MAX: What is the most challenging thing you've ever done in your career? And what are you most proud of?
MARIE ARANA: Oh, boy, that is such a hard question, Max. My goodness. The most challenging thing I've done in my career is write a book. There is no question about it. Start a book. And I mean, every bit as much a book of fiction, which everybody says, oh, that must be so easy. I've got so many ideas. But really, truly writing a book is a tremendous effort. When I finished my first draft, or whatever, when I look at what I've written in a given day, it's horrible. It's awful. It's a mess, as Vargas Llosa or a million other people, really great writers, Toni Morrison said. You know, it's a morass. You produce a miasma in the beginning. It looks like slop.
And then you hone it, and you hone it, and you hone it, and you hone it. And that work, which is hard work, chiseling, and to get it down to some sort of perfection that sounds right to you. I mean, some people read it aloud. Is it poetic? Is it musical? Am I saying something important? That is hard work. Those are the hardest things I've ever done. The eight books that I've written, really, really hard. Aside from my children, of course, I would say I am most proud of the way that I have been able to support other writers I admire. This is a huge thing for me.
I've gotten to the point from producing other people's books, to judging other people's books, to now I just want to shine a very bright light on people who really, really do this work well. So throwing a festival where I can lift writers up, or giving a blurb, or just pointing to a book and saying, I'm really proud that I've reached a certain promontory where maybe I can help somebody get some attention for the good work that they've done.
MAX: Are there any Northwestern shout-outs that you'd like to give?
MARIE ARANA: I definitely want to give a shout out to the libraries. The library system at Northwestern is amazing. I spent so much time studying in the library. I think that that prepared me, in a way, for ending up at the Library of Congress and looking back at Deering and saying, my gosh, that was a really great library. And I spent so much time in it. I really enjoyed being in the Waa-Mu Show when I was there. That was so much fun and it was so creative. And if I didn't major in drama, it was a tremendous outlet. I loved it. So a shout out to that. And a shout out to that incredible professor of mine, Professor Irwin Weil, who was a professor of Soviet Modern Contemporary Literature at the time. He was an inspiration.

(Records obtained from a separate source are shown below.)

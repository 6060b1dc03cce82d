//! System Sync Integration Tests
//!
//! Tests for the live incident → chatter → predictions sync and how its
//! results land in the incident store.

use std::sync::Arc;

use tokio::sync::Notify;

use aegis_command::services::sync::SyncOutcome;
use aegis_command::{get_dashboard, trigger_sync, AppConfig, INCOMPLETE_MESSAGE};
use aegis_command_core::{Coordinates, Severity};
use aegis_command_llm::LlmError;

use crate::support::{
    rate_limited, state_with, test_config, test_state, ScriptedConnector, ScriptedModel,
    PREDICTIONS_JSON,
};

// ============================================================================
// Merge Tests
// ============================================================================

#[tokio::test]
async fn test_sync_replaces_samples() {
    let model = Arc::new(ScriptedModel::new().sync_round(PREDICTIONS_JSON));
    let state = test_state(model.clone());
    assert_eq!(state.summary().await.total_alerts, 3);

    let response = trigger_sync(&state).await;
    assert!(response.success, "{:?}", response.error);
    match response.data {
        Some(SyncOutcome::Completed {
            incident,
            social_posts,
            predictions,
        }) => {
            assert_eq!(incident.category, "Wildfire");
            assert_eq!(incident.location, "Ventura County");
            assert_eq!(incident.severity, Severity::Critical);
            assert_eq!(social_posts, 2);
            assert_eq!(predictions, 2);
        }
        other => panic!("Expected Completed, got {:?}", other),
    }

    let view = get_dashboard(&state).await.data.unwrap();
    assert_eq!(view.alerts.len(), 3);
    assert!(view.alerts.iter().all(|a| !a.is_placeholder()));
    assert!(view.alerts[0].is_live);
    assert!(view.alerts[1..].iter().all(|a| a.is_prediction && !a.is_live));
    assert_eq!(view.social_posts.len(), 2);
    assert_eq!(view.social_posts[0].author, "@coastwatch");
    assert_eq!(view.summary.live_count, 1);
    assert!(!view.throttled);
    assert!(!view.syncing);
    assert_eq!(model.calls(), 3);
}

#[tokio::test]
async fn test_chatter_prompt_uses_incident_summary() {
    let model = Arc::new(ScriptedModel::new().sync_round("[]"));
    let state = test_state(model.clone());

    trigger_sync(&state).await;

    let prompts = model.prompts();
    assert!(prompts[1].contains("Fire front advancing on the eastern perimeter."));
}

#[tokio::test]
async fn test_caller_location_biases_search() {
    let model = Arc::new(ScriptedModel::new().sync_round("[]"));
    let mut state = test_state(model.clone());
    state
        .set_location(Some(Coordinates::new(34.2, -119.2)))
        .unwrap();

    trigger_sync(&state).await;

    assert!(model.prompts()[0].contains("near 34.2, -119.2"));
}

#[tokio::test]
async fn test_invalid_location_rejected() {
    let mut state = test_state(Arc::new(ScriptedModel::new()));
    assert!(state
        .set_location(Some(Coordinates::new(123.0, 0.0)))
        .is_err());
    assert!(state.location().is_none());
}

#[tokio::test]
async fn test_previous_predictions_evicted_by_next_incident() {
    let model = Arc::new(
        ScriptedModel::new()
            .sync_round(PREDICTIONS_JSON)
            .sync_round(r#"[{"type": "Drought", "location": "Sahel"}]"#),
    );
    let state = test_state(model);

    trigger_sync(&state).await;
    trigger_sync(&state).await;

    let store = state.store().read().await;
    let alerts = store.alerts();
    assert_eq!(alerts.len(), 3);
    assert!(alerts[0].is_live && alerts[1].is_live);
    assert_ne!(alerts[0].id, alerts[1].id);
    assert_eq!(alerts[2].category, "Drought");
}

#[tokio::test]
async fn test_live_incidents_capped_at_capacity() {
    let config = AppConfig {
        alert_capacity: 2,
        ..test_config()
    };
    let model = Arc::new(
        ScriptedModel::new()
            .sync_round("[]")
            .sync_round("[]")
            .sync_round("[]"),
    );
    let state = state_with(config, model, Arc::new(ScriptedConnector::idle()));

    for _ in 0..3 {
        assert!(trigger_sync(&state).await.success);
    }

    assert_eq!(state.summary().await.total_alerts, 2);
}

#[tokio::test]
async fn test_duplicate_predictions_kept_by_default() {
    let duplicated = r#"[
        {"type": "Flood", "location": "Rhine Delta"},
        {"type": "flood", "location": "rhine delta "}
    ]"#;
    let model = Arc::new(ScriptedModel::new().sync_round(duplicated));
    let state = test_state(model);

    trigger_sync(&state).await;

    let store = state.store().read().await;
    assert_eq!(store.alerts().iter().filter(|a| a.is_prediction).count(), 2);
}

#[tokio::test]
async fn test_dedupe_mode_collapses_predictions() {
    let duplicated = r#"[
        {"type": "Flood", "location": "Rhine Delta"},
        {"type": "flood", "location": "rhine delta "}
    ]"#;
    let config = AppConfig {
        dedupe_predictions: true,
        ..test_config()
    };
    let model = Arc::new(ScriptedModel::new().sync_round(duplicated));
    let state = state_with(config, model, Arc::new(ScriptedConnector::idle()));

    trigger_sync(&state).await;

    let store = state.store().read().await;
    assert_eq!(store.alerts().iter().filter(|a| a.is_prediction).count(), 1);
}

#[tokio::test]
async fn test_malformed_payloads_still_complete() {
    let model = Arc::new(
        ScriptedModel::new()
            .grounded("no structured fields at all")
            .structured("not json")
            .structured("```json\n{\"unexpected\": true}\n```"),
    );
    let state = test_state(model);

    let response = trigger_sync(&state).await;
    assert!(response.success);

    let view = get_dashboard(&state).await.data.unwrap();
    assert_eq!(view.alerts.len(), 1);
    assert_eq!(view.alerts[0].category, "Regional Event");
    assert_eq!(view.alerts[0].location, "Sector Alpha");
    assert_eq!(view.alerts[0].severity, Severity::High);
    assert!(view.social_posts.is_empty());
}

// ============================================================================
// Failure Tests
// ============================================================================

#[tokio::test]
async fn test_failed_step_leaves_store_unchanged() {
    let model = Arc::new(
        ScriptedModel::new()
            .grounded(crate::support::INCIDENT_TEXT)
            .structured(crate::support::SOCIAL_JSON)
            .structured_err(LlmError::ServerError {
                message: "internal".to_string(),
                status: Some(500),
            }),
    );
    let state = test_state(model.clone());
    let before = state.store().read().await.alerts().to_vec();

    let response = trigger_sync(&state).await;

    assert!(!response.success);
    assert!(!response.throttled);
    // server detail stays out of the envelope
    assert_eq!(response.error.as_deref(), Some(INCOMPLETE_MESSAGE));
    let store = state.store().read().await;
    assert_eq!(store.alerts(), before.as_slice());
    assert!(store.social_posts().is_empty());
    // terminal failures are not retried
    assert_eq!(model.calls(), 3);
    assert!(!state.sync().is_syncing());
}

#[tokio::test(start_paused = true)]
async fn test_rate_limit_exhaustion_sets_throttled() {
    let model = Arc::new(
        ScriptedModel::new()
            .grounded_err(rate_limited())
            .grounded_err(rate_limited())
            .grounded_err(rate_limited()),
    );
    let state = test_state(model.clone());

    let response = trigger_sync(&state).await;

    assert!(!response.success);
    assert!(response.throttled);
    assert!(state.sync().is_throttled());
    assert!(get_dashboard(&state).await.data.unwrap().throttled);
    // one call plus two retries
    assert_eq!(model.calls(), 3);
}

#[tokio::test(start_paused = true)]
async fn test_next_sync_clears_throttled() {
    let model = Arc::new(
        ScriptedModel::new()
            .grounded_err(rate_limited())
            .grounded_err(rate_limited())
            .grounded_err(rate_limited())
            .sync_round("[]"),
    );
    let state = test_state(model);

    assert!(trigger_sync(&state).await.throttled);
    assert!(trigger_sync(&state).await.success);
    assert!(!state.sync().is_throttled());
}

#[tokio::test(start_paused = true)]
async fn test_rate_limit_recovers_within_budget() {
    let model = Arc::new(
        ScriptedModel::new()
            .grounded_err(rate_limited())
            .sync_round("[]"),
    );
    let state = test_state(model.clone());

    let response = trigger_sync(&state).await;

    assert!(response.success);
    assert_eq!(model.calls(), 4);
}

// ============================================================================
// Concurrency Tests
// ============================================================================

#[tokio::test]
async fn test_sync_while_in_flight_is_skipped() {
    let gate = Arc::new(Notify::new());
    let model = Arc::new(
        ScriptedModel::new()
            .sync_round(PREDICTIONS_JSON)
            .gated(gate.clone()),
    );
    let state = Arc::new(test_state(model.clone()));

    let first = tokio::spawn({
        let state = Arc::clone(&state);
        async move { trigger_sync(&state).await }
    });
    while model.calls() == 0 {
        tokio::task::yield_now().await;
    }
    assert!(state.sync().is_syncing());

    let second = trigger_sync(&state).await;
    assert!(second.success);
    assert_eq!(second.data, Some(SyncOutcome::Skipped));
    assert_eq!(model.calls(), 1);

    gate.notify_one();
    let first = first.await.unwrap();
    assert!(matches!(first.data, Some(SyncOutcome::Completed { .. })));
    assert_eq!(model.calls(), 3);
    assert!(!state.sync().is_syncing());
}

When I was made Alumnus of the Year back in 2009, he came up and introduced me. Such a great-- I can't tell you the feeling, having your old professor, so many years after graduation, introducing you and saying kind words about you as a student. Was great.
MAX: What is the best and/or most important book you've ever read?
MARIE ARANA: The most important book I've ever read, I would say, would be the first book that blew my mind when I was a kid. That book was actually something that I never specialized in, or that didn't necessarily obsess me for the rest of my life, but it just knocked me off my chair. And that was a book of horror stories. It was, oh, my gosh, it was a combination of Edgar Allen Poe and just every scary story that you could think of. I just fell in love with reading at that point. I wanted to scare myself silly. That was just like the biggest goal in my life.
MAX: This has been so much fun. Marie Arana, thank you so much for joining me.
MARIE ARANA: Oh, such a pleasure, Max. Thank you for having me.